Stored items:
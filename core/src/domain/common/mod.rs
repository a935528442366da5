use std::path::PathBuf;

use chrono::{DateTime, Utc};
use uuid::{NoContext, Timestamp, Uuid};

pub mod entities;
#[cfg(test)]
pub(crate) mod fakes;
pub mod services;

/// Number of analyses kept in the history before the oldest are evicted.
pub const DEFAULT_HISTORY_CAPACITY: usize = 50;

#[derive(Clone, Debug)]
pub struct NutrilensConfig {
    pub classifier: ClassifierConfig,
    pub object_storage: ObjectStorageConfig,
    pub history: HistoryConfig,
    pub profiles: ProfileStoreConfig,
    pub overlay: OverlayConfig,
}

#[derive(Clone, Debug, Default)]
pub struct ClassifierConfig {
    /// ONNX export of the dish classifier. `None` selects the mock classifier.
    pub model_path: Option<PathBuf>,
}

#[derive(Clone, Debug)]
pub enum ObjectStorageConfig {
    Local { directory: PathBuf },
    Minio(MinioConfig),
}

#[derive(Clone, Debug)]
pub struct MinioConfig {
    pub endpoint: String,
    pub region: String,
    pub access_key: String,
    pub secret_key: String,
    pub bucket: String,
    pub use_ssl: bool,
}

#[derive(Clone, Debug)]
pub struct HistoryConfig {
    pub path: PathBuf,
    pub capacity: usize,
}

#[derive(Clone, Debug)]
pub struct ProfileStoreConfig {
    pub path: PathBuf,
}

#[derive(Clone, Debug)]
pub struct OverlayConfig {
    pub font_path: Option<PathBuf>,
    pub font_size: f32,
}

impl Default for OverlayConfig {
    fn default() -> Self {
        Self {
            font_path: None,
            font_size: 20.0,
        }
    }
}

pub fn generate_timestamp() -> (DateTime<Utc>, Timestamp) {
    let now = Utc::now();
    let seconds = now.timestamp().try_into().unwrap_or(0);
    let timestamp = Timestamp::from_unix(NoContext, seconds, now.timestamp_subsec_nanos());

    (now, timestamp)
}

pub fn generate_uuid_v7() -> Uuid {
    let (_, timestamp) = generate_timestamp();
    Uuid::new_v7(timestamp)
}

YOUR ASSIGNMENT:
Across the entries above, work out how many lines include the string "ProfileStoreConfig", and report only that figure.

PROBLEM SOLUTION:
2